The Many Saints of Newark has a script from Sopranos creator David Chase, co-written by Sopranos writer Lawrence Konner. In case you are from the planet Mars and just crash-landed on earth, The Sopranos was one of the best show in the history of the medium of television. The series aired from January 10, 1999 – June 10, 2007 on HBO, and helped launch the glorious age we now know as "Peak TV." If there hadn't been a Sopranos, there wouldn't be a Breaking Bad or a Mad Men or any other modern show that focuses on flawed anti-heroes.
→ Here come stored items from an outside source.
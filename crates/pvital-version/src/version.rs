// Copyright (c) Contributors to the pvital-pkg project.
// SPDX-License-Identifier: Apache-2.0

use std::fmt::Write;
use std::str::FromStr;

use nom::combinator::all_consuming;

use crate::{InvalidVersionError, Result};

#[cfg(test)]
#[path = "./version_test.rs"]
mod version_test;

/// The version of a language runtime.
///
/// Holds the major, minor and patch numbers along with the optional
/// pre-release and build tags. Values are immutable once built.
#[derive(Debug, Default, Clone, PartialEq, Eq, Hash)]
pub struct VersionInfo {
    major: u32,
    minor: u32,
    patch: u32,
    pre: Option<String>,
    build: Option<String>,
}

impl VersionInfo {
    pub fn new(major: u32, minor: u32, patch: u32) -> Self {
        Self {
            major,
            minor,
            patch,
            pre: None,
            build: None,
        }
    }

    /// Replace the pre-release tag of this version.
    pub fn with_pre<S: Into<String>>(mut self, pre: S) -> Self {
        self.pre = Some(pre.into());
        self
    }

    /// Replace the build tag of this version.
    pub fn with_build<S: Into<String>>(mut self, build: S) -> Self {
        self.build = Some(build.into());
        self
    }

    pub fn major(&self) -> u32 {
        self.major
    }

    pub fn minor(&self) -> u32 {
        self.minor
    }

    pub fn patch(&self) -> u32 {
        self.patch
    }

    pub fn pre(&self) -> Option<&str> {
        self.pre.as_deref()
    }

    pub fn build(&self) -> Option<&str> {
        self.build.as_deref()
    }

    /// The `MAJOR.MINOR.PATCH` portion of this version, without tags.
    pub fn base(&self) -> String {
        format!("{}.{}.{}", self.major, self.minor, self.patch)
    }

    /// Extract the version from the output of `rustc --version`.
    ///
    /// The line looks like `rustc 1.90.0 (1159e78c4 2025-09-14)`, and
    /// the second word is the version itself.
    pub fn from_rustc_output<S: AsRef<str>>(output: S) -> Result<Self> {
        let output = output.as_ref().trim();
        let mut words = output.split_whitespace();
        match (words.next(), words.next()) {
            (Some("rustc"), Some(version)) => parse_version(version),
            _ => Err(InvalidVersionError::new_error(format!(
                "expected the output of 'rustc --version', got '{output}'"
            ))),
        }
    }
}

impl FromStr for VersionInfo {
    type Err = crate::Error;

    fn from_str(s: &str) -> std::result::Result<Self, Self::Err> {
        parse_version(s)
    }
}

impl std::fmt::Display for VersionInfo {
    fn fmt(&self, f: &mut std::fmt::Formatter) -> std::fmt::Result {
        f.write_str(&self.base())?;
        if let Some(pre) = &self.pre {
            f.write_char('-')?;
            f.write_str(pre)?;
        }
        if let Some(build) = &self.build {
            f.write_char('+')?;
            f.write_str(build)?;
        }
        Ok(())
    }
}

/// Parse a string as a version specifier.
pub fn parse_version<S: AsRef<str>>(version: S) -> Result<VersionInfo> {
    let version = version.as_ref();
    all_consuming(crate::parsing::version_info::<nom::error::VerboseError<&str>>)(version)
        .map(|(_, v)| v)
        .map_err(|err| {
            let reason = match err {
                nom::Err::Error(e) | nom::Err::Failure(e) => {
                    match e.errors.iter().find_map(|(_, kind)| match kind {
                        nom::error::VerboseErrorKind::Context(ctx) => Some(*ctx),
                        _ => None,
                    }) {
                        Some(ctx) => format!("bad {ctx}"),
                        None => "unexpected trailing characters".to_string(),
                    }
                }
                nom::Err::Incomplete(_) => "incomplete input".to_string(),
            };
            InvalidVersionError::new_error(format!(
                "expected MAJOR.MINOR.PATCH[-PRE][+BUILD], {reason} in '{version}'"
            ))
        })
}
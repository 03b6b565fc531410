// Copyright (c) Contributors to the pvital-pkg project.
// SPDX-License-Identifier: Apache-2.0

pub mod bin_utils;
// Copyright (c) Contributors to the pvital-pkg project.
// SPDX-License-Identifier: Apache-2.0

pub mod cmd_hello;
mod error;

pub use error::{Error, Result};
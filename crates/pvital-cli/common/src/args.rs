// Copyright (c) Contributors to the pvital-pkg project.
// SPDX-License-Identifier: Apache-2.0

use miette::{IntoDiagnostic, Result, WrapErr};
use tracing_subscriber::prelude::*;

#[cfg(test)]
#[path = "./args_test.rs"]
mod args_test;

/// The log filter directives for the given verbosity.
///
/// Only the command line decides what gets logged, so a quiet run
/// never writes to stderr.
pub fn log_directives(verbosity: u8) -> &'static str {
    match verbosity {
        0 => "warn",
        1 => "pvital=info,warn",
        2 => "pvital=debug,info",
        3 => "pvital=trace,debug",
        _ => "trace",
    }
}

/// Install the global tracing subscriber, writing to stderr.
pub fn configure_logging(verbosity: u8) -> Result<()> {
    let env_filter = tracing_subscriber::filter::EnvFilter::new(log_directives(verbosity));
    let fmt_layer = tracing_subscriber::fmt::layer()
        .with_writer(std::io::stderr)
        .without_time()
        .with_target(verbosity > 2);

    let sub = tracing_subscriber::registry().with(fmt_layer.with_filter(env_filter));
    tracing::subscriber::set_global_default(sub)
        .into_diagnostic()
        .wrap_err("Failed to set default logger")
}

/// Trait all pvital cli command parsers must implement to provide the
/// name of the command that has been parsed.
pub trait CommandName {
    fn command_name(&self) -> &str;
}

/// Trait all pvital cli commands must implement to be runnable.
pub trait Run {
    fn run(&mut self) -> Result<i32>;
}

#[macro_export]
macro_rules! main {
    ($cmd:ident) => {
        fn main() {
            // because this function exits right away it does not
            // properly handle destruction of data, so we put the actual
            // logic into a separate function/scope
            std::process::exit(main2())
        }
        fn main2() -> i32 {
            let mut opt = $cmd::parse();
            $crate::configure!(opt);

            let result = $crate::Run::run(&mut opt);

            $crate::handle_result!(result)
        }
    };
}

#[macro_export]
macro_rules! configure {
    ($opt:ident) => {{
        if let Err(err) = $crate::configure_logging($opt.verbose) {
            eprintln!("{err:?}");
            return 1;
        }
        $crate::__private::tracing::debug!(
            command = $crate::CommandName::command_name(&$opt),
            version = $crate::VERSION,
            "starting"
        );
    }};
}

#[macro_export]
macro_rules! handle_result {
    ($result:ident) => {{
        match $result {
            Err(err) => {
                $crate::__private::tracing::error!("{err:?}");
                1
            }
            Ok(code) => code,
        }
    }};
}
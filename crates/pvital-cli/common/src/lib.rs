// Copyright (c) Contributors to the pvital-pkg project.
// SPDX-License-Identifier: Apache-2.0

//! Common macros and argument structures for the pvital command line

mod args;

pub use args::{CommandName, Run, configure_logging, log_directives};

pub const VERSION: &str = env!("CARGO_PKG_VERSION");

#[doc(hidden)]
pub mod __private {
    pub use tracing;
}
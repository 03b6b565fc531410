// Copyright (c) Contributors to the pvital-pkg project.
// SPDX-License-Identifier: Apache-2.0

use crate::{Error, Result, VersionInfo};

#[cfg(test)]
#[path = "./source_test.rs"]
mod source_test;

/// Display name of the runtime that executes this program.
pub const RUST_RUNTIME_NAME: &str = "Rust";

/// A named language runtime and its version.
#[derive(Debug, Clone, PartialEq, Eq)]
pub struct Runtime {
    pub name: String,
    pub version: VersionInfo,
}

impl Runtime {
    pub fn new<S: Into<String>>(name: S, version: VersionInfo) -> Self {
        Self {
            name: name.into(),
            version,
        }
    }
}

impl std::fmt::Display for Runtime {
    fn fmt(&self, f: &mut std::fmt::Formatter) -> std::fmt::Result {
        write!(f, "{} {}", self.name, self.version)
    }
}

/// Something that can report which runtime is executing this program.
pub trait VersionSource {
    fn runtime(&self) -> Result<Runtime>;
}

impl<T> VersionSource for &T
where
    T: VersionSource + ?Sized,
{
    fn runtime(&self) -> Result<Runtime> {
        (**self).runtime()
    }
}

/// The runtime of the running process.
///
/// The compiler version is recorded by the build script, so this
/// reports the toolchain that produced the current executable.
#[derive(Debug, Clone, Copy)]
pub struct HostRuntime {
    rustc_output: Option<&'static str>,
}

impl Default for HostRuntime {
    fn default() -> Self {
        Self::new()
    }
}

impl HostRuntime {
    pub fn new() -> Self {
        Self::with_rustc_output(option_env!("PVITAL_RUSTC_VERSION"))
    }

    /// Use the given `rustc --version` line instead of the recorded one.
    pub fn with_rustc_output(rustc_output: Option<&'static str>) -> Self {
        Self { rustc_output }
    }
}

impl VersionSource for HostRuntime {
    fn runtime(&self) -> Result<Runtime> {
        let Some(output) = self.rustc_output else {
            return Err(Error::RuntimeUnavailable(RUST_RUNTIME_NAME));
        };
        let version = VersionInfo::from_rustc_output(output)?;
        tracing::debug!(%version, rustc = output, "queried host runtime");
        Ok(Runtime::new(RUST_RUNTIME_NAME, version))
    }
}

/// A source that always reports the same runtime.
#[derive(Debug, Clone)]
pub struct FixedRuntime(Runtime);

impl FixedRuntime {
    pub fn new<S: Into<String>>(name: S, version: VersionInfo) -> Self {
        Self(Runtime::new(name, version))
    }
}

impl VersionSource for FixedRuntime {
    fn runtime(&self) -> Result<Runtime> {
        Ok(self.0.clone())
    }
}
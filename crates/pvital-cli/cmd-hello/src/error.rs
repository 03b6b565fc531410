// Copyright (c) Contributors to the pvital-pkg project.
// SPDX-License-Identifier: Apache-2.0

use miette::Diagnostic;
use thiserror::Error;

#[derive(Diagnostic, Debug, Error)]
pub enum Error {
    #[error(transparent)]
    #[diagnostic(transparent)]
    Version(#[from] pvital_version::Error),

    #[error("Failed to write the greeting to standard output")]
    #[diagnostic(code(pvital::output))]
    Output(#[source] std::io::Error),
}

pub type Result<T> = std::result::Result<T, Error>;
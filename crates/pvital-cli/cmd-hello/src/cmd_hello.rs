// Copyright (c) Contributors to the pvital-pkg project.
// SPDX-License-Identifier: Apache-2.0

use std::io::Write;

use clap::Args;
use miette::Result;
use pvital_version::VersionSource;

use crate::Error;

#[cfg(test)]
#[path = "./cmd_hello_test.rs"]
mod cmd_hello_test;

/// Say hello and report the runtime in use
#[derive(Debug, Clone, Default, Args)]
pub struct CmdHello {}

impl CmdHello {
    pub fn run<S: VersionSource>(&mut self, source: S) -> Result<i32> {
        let greeter = Greeter::new(source);
        greeter.report(&mut std::io::stdout().lock())?;
        Ok(0)
    }
}

/// Builds the greeting line from a runtime version source.
#[derive(Debug)]
pub struct Greeter<S> {
    source: S,
}

impl<S: VersionSource> Greeter<S> {
    pub fn new(source: S) -> Self {
        Self { source }
    }

    /// The full greeting, without a trailing newline.
    pub fn greeting(&self) -> crate::Result<String> {
        let runtime = self.source.runtime()?;
        Ok(format!("Hello, World! You are using {runtime}!"))
    }

    /// Write the greeting as a single line.
    pub fn report<W: Write>(&self, out: &mut W) -> crate::Result<()> {
        let greeting = self.greeting()?;
        tracing::trace!(%greeting, "reporting runtime");
        writeln!(out, "{greeting}")
            .and_then(|_| out.flush())
            .map_err(Error::Output)
    }
}
// Copyright (c) Contributors to the pvital-pkg project.
// SPDX-License-Identifier: Apache-2.0

use nom::IResult;
use nom::bytes::complete::take_while1;
use nom::character::complete::{char, digit1};
use nom::combinator::{map, map_res, opt, verify};
use nom::error::{ContextError, FromExternalError, ParseError, context};
use nom::sequence::{preceded, tuple};

use crate::VersionInfo;

/// Parse a single numeric version component.
///
/// Leading zeros are not allowed, so every component has exactly one
/// textual form.
fn number<'a, E>(input: &'a str) -> IResult<&'a str, u32, E>
where
    E: ParseError<&'a str> + FromExternalError<&'a str, std::num::ParseIntError>,
{
    map_res(
        verify(digit1, |n: &str| n == "0" || !n.starts_with('0')),
        |n: &str| n.parse::<u32>(),
    )(input)
}

/// Parse the text of a pre-release or build tag.
///
/// A tag is a non-empty run of ascii alphanumerics, `.` and `-`.
///
/// Examples:
/// - `"nightly"`
/// - `"beta.2"`
pub fn tag_text<'a, E>(input: &'a str) -> IResult<&'a str, &'a str, E>
where
    E: ParseError<&'a str>,
{
    take_while1(|c: char| c.is_ascii_alphanumeric() || c == '.' || c == '-')(input)
}

/// Parse a version string into a [`VersionInfo`].
///
/// A version is three dot-separated numbers followed by an optional
/// `-` pre-release tag and an optional `+` build tag.
///
/// Examples:
/// - `"1.90.0"`
/// - `"1.92.0-nightly"`
/// - `"1.80.1-beta.3+local"`
pub fn version_info<'a, E>(input: &'a str) -> IResult<&'a str, VersionInfo, E>
where
    E: ParseError<&'a str>
        + ContextError<&'a str>
        + FromExternalError<&'a str, std::num::ParseIntError>,
{
    map(
        tuple((
            context("major", number),
            context("minor", preceded(char('.'), number)),
            context("patch", preceded(char('.'), number)),
            context("pre-release tag", opt(preceded(char('-'), tag_text))),
            context("build tag", opt(preceded(char('+'), tag_text))),
        )),
        |(major, minor, patch, pre, build)| {
            let mut version = VersionInfo::new(major, minor, patch);
            if let Some(pre) = pre {
                version = version.with_pre(pre);
            }
            if let Some(build) = build {
                version = version.with_build(build);
            }
            version
        },
    )(input)
}
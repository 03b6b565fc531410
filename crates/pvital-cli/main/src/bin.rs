// Copyright (c) Contributors to the pvital-pkg project.
// SPDX-License-Identifier: Apache-2.0

use clap::Parser;
use pvital_cli_common as cli;
use pvital_cli_main::bin_utils::Opt;

cli::main!(Opt);
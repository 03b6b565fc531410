// Copyright (c) Contributors to the pvital-pkg project.
// SPDX-License-Identifier: Apache-2.0

//! Runtime version information and the sources it is queried from.

mod error;
pub mod parsing;
mod source;
mod version;

pub use error::{Error, InvalidVersionError, Result};
pub use source::{FixedRuntime, HostRuntime, RUST_RUNTIME_NAME, Runtime, VersionSource};
pub use version::{VersionInfo, parse_version};
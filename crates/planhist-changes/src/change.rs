//! Reported changes and their display rows.

use std::fmt;

use chrono::{DateTime, Utc};
use serde::Serialize;

use planhist_types::{NodeId, TreeSnapshot};

use crate::time_change::ProjectTimeChange;

/// A node as it appears in one snapshot.
#[derive(Clone, Debug, PartialEq, Eq, Serialize)]
pub struct NodeRef {
    pub id: NodeId,
    pub name: String,
    pub path: String,
    /// Outline position, used to order changes top to bottom.
    #[serde(skip)]
    pub position: Vec<usize>,
}

impl NodeRef {
    /// Look a node up in `tree`. Returns `None` if the tree lacks it.
    pub fn locate(tree: &TreeSnapshot, id: NodeId) -> Option<Self> {
        let name = tree.name(id)?.to_string();
        Some(Self {
            id,
            name,
            path: tree.path(id),
            position: tree.position(id),
        })
    }
}

impl fmt::Display for NodeRef {
    fn fmt(&self, f: &mut fmt::Formatter<'_>) -> fmt::Result {
        write!(f, "task {} ({})", self.name, self.id)
    }
}

/// One line of a rendered change.
#[derive(Clone, Debug, PartialEq, Eq, Serialize)]
pub struct ChangeRow {
    pub indent: usize,
    #[serde(skip_serializing_if = "Option::is_none")]
    pub icon: Option<String>,
    pub message: String,
    /// Rows sharing a group expand and collapse together under the group's
    /// first row.
    #[serde(skip_serializing_if = "Option::is_none")]
    pub group: Option<NodeId>,
}

impl ChangeRow {
    fn new(indent: usize, icon: &str, message: String, group: NodeId) -> Self {
        Self {
            indent,
            icon: Some(icon.to_string()),
            message,
            group: Some(group),
        }
    }
}

/// What happened to one child node.
#[derive(Clone, Debug, PartialEq, Eq, Serialize)]
#[serde(tag = "type", rename_all = "snake_case")]
pub enum NodeChangeKind {
    Added,
    Deleted,
    /// Moved here; `from` is the old parent's path.
    Moved { from: String },
    /// Renamed; `from` is the old name.
    Renamed { from: String },
}

impl NodeChangeKind {
    pub fn icon(&self) -> &'static str {
        match self {
            Self::Added => "node-added",
            Self::Deleted => "node-deleted",
            Self::Moved { .. } => "node-moved",
            Self::Renamed { .. } => "node-renamed",
        }
    }

    fn describe(&self, name: &str) -> String {
        match self {
            Self::Added => format!("added {name}"),
            Self::Deleted => format!("deleted {name}"),
            Self::Moved { from } => format!("moved {name} from {from}"),
            Self::Renamed { from } => format!("renamed {from} to {name}"),
        }
    }
}

#[derive(Clone, Debug, PartialEq, Eq, Serialize)]
pub struct NodeChangeEntry {
    pub node: NodeRef,
    pub kind: NodeChangeKind,
}

/// Structural changes to the children of one parent node.
#[derive(Clone, Debug, PartialEq, Eq, Serialize)]
pub struct ProjectNodeChange {
    pub parent: NodeRef,
    /// Ordered by the children's outline position.
    pub children: Vec<NodeChangeEntry>,
    pub author: String,
    pub timestamp: DateTime<Utc>,
    pub is_last_change: bool,
}

impl ProjectNodeChange {
    pub fn new(parent: NodeRef, author: impl Into<String>, timestamp: DateTime<Utc>) -> Self {
        Self {
            parent,
            children: Vec::new(),
            author: author.into(),
            timestamp,
            is_last_change: false,
        }
    }

    pub fn add(&mut self, node: NodeRef, kind: NodeChangeKind) {
        let at = self
            .children
            .partition_point(|e| e.node.position <= node.position);
        self.children.insert(at, NodeChangeEntry { node, kind });
    }

    pub fn description(&self) -> String {
        let parts: Vec<String> = self
            .children
            .iter()
            .map(|e| e.kind.describe(&e.node.name))
            .collect();
        format!("under {}: {}", self.parent.path, parts.join("; "))
    }

    pub fn rows(&self) -> Vec<ChangeRow> {
        let group = self.parent.id;
        let mut rows = vec![ChangeRow::new(0, "node", self.parent.path.clone(), group)];
        rows.extend(self.children.iter().map(|e| {
            ChangeRow::new(1, e.kind.icon(), e.kind.describe(&e.node.name), group)
        }));
        rows
    }
}

/// One entry of a change list.
#[derive(Clone, Debug, PartialEq, Serialize)]
#[serde(tag = "kind", rename_all = "snake_case")]
pub enum ProjectChange {
    Node(ProjectNodeChange),
    Time(ProjectTimeChange),
}

impl ProjectChange {
    pub fn author(&self) -> &str {
        match self {
            Self::Node(c) => &c.author,
            Self::Time(c) => &c.author,
        }
    }

    pub fn timestamp(&self) -> DateTime<Utc> {
        match self {
            Self::Node(c) => c.timestamp,
            Self::Time(c) => c.timestamp,
        }
    }

    /// Set on the final change of a scanned range.
    pub fn is_last_change(&self) -> bool {
        match self {
            Self::Node(c) => c.is_last_change,
            Self::Time(c) => c.is_last_change,
        }
    }

    pub(crate) fn set_last_change(&mut self, last: bool) {
        match self {
            Self::Node(c) => c.is_last_change = last,
            Self::Time(c) => c.is_last_change = last,
        }
    }

    /// The node the change is reported under.
    pub fn node(&self) -> &NodeRef {
        match self {
            Self::Node(c) => &c.parent,
            Self::Time(c) => &c.node,
        }
    }

    pub fn description(&self) -> String {
        match self {
            Self::Node(c) => c.description(),
            Self::Time(c) => format!("{} {}", c.node, c.description),
        }
    }

    pub fn rows(&self) -> Vec<ChangeRow> {
        match self {
            Self::Node(c) => c.rows(),
            Self::Time(c) => c.rows(),
        }
    }
}

#[cfg(test)]
mod tests {
    use super::*;
    use chrono::TimeZone;
    use planhist_types::SnapshotBuilder;

    fn tree() -> TreeSnapshot {
        SnapshotBuilder::new("WBS")
            .node(NodeId::ROOT, 1, "Phase")
            .node(1, 2, "Design")
            .node(1, 3, "Build")
            .build()
            .unwrap()
    }

    fn at() -> DateTime<Utc> {
        Utc.with_ymd_and_hms(2024, 5, 1, 9, 0, 0).unwrap()
    }

    #[test]
    fn children_are_kept_in_outline_order() {
        let tree = tree();
        let parent = NodeRef::locate(&tree, NodeId::new(1)).unwrap();
        let mut change = ProjectNodeChange::new(parent, "alice", at());
        change.add(
            NodeRef::locate(&tree, NodeId::new(3)).unwrap(),
            NodeChangeKind::Added,
        );
        change.add(
            NodeRef::locate(&tree, NodeId::new(2)).unwrap(),
            NodeChangeKind::Renamed {
                from: "Draft".into(),
            },
        );

        assert_eq!(
            change.description(),
            "under /Phase: renamed Draft to Design; added Build"
        );
        let rows = change.rows();
        assert_eq!(rows.len(), 3);
        assert_eq!(rows[0].message, "/Phase");
        assert_eq!(rows[1].icon.as_deref(), Some("node-renamed"));
        assert!(rows.iter().all(|r| r.group == Some(NodeId::new(1))));
    }

    #[test]
    fn missing_node_cannot_be_located() {
        assert!(NodeRef::locate(&tree(), NodeId::new(99)).is_none());
    }
}
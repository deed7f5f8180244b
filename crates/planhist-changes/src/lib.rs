//! Change lists for planhist.
//!
//! Walks a version history from newest to oldest and turns each transition
//! into a short list of human-readable changes: nodes added, deleted, moved
//! or renamed, grouped under their parent, and time estimate changes
//! summarized as high up the tree as they can be described as one change.
//!
//! # Key Types
//!
//! - [`ProjectChange`] -- One reported change (node structure or time)
//! - [`ProjectNodeChange`] -- Structural changes under one parent
//! - [`ProjectTimeChange`] / [`IndivTime`] -- A time change, per person
//! - [`ChangeListFactory`] -- Turns one diff into changes
//! - [`ChangeListBuilder`] -- Scans a history into a [`ProjectChangeList`]

pub mod builder;
pub mod change;
pub mod error;
pub mod factory;
pub mod time_change;

pub use builder::{ChangeListBuilder, ChangeListOptions, ProjectChangeList};
pub use change::{ChangeRow, NodeChangeEntry, NodeChangeKind, NodeRef, ProjectChange, ProjectNodeChange};
pub use error::{ChangeError, ChangeResult};
pub use factory::ChangeListFactory;
pub use time_change::{IndivTime, ProjectTimeChange, TimeCategory};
The series told the story of Tony Soprano (played by the late, great James Gandolfini), the unofficial underboss of a New Jersey crime family. Tony's severe mental problems lead him to seek out psychiatric help. At first, the show seemed like it was going to be the amusing story of a mobster in therapy. But as The Sopranos progressed, it blossomed into something more brilliant, and more ground-breaking. It's not hyperbole to say the show changed the face of television.

The question now is: do we need a prequel movie? While I'm sure some fans are itching to revisit the world of The Sopranos, something about this project seems very off me. Perhaps it's because James Gandolfini is no longer with us, and making any sort of Sopranos-related material without him seems wrong. But I'm willing to be proven wrong.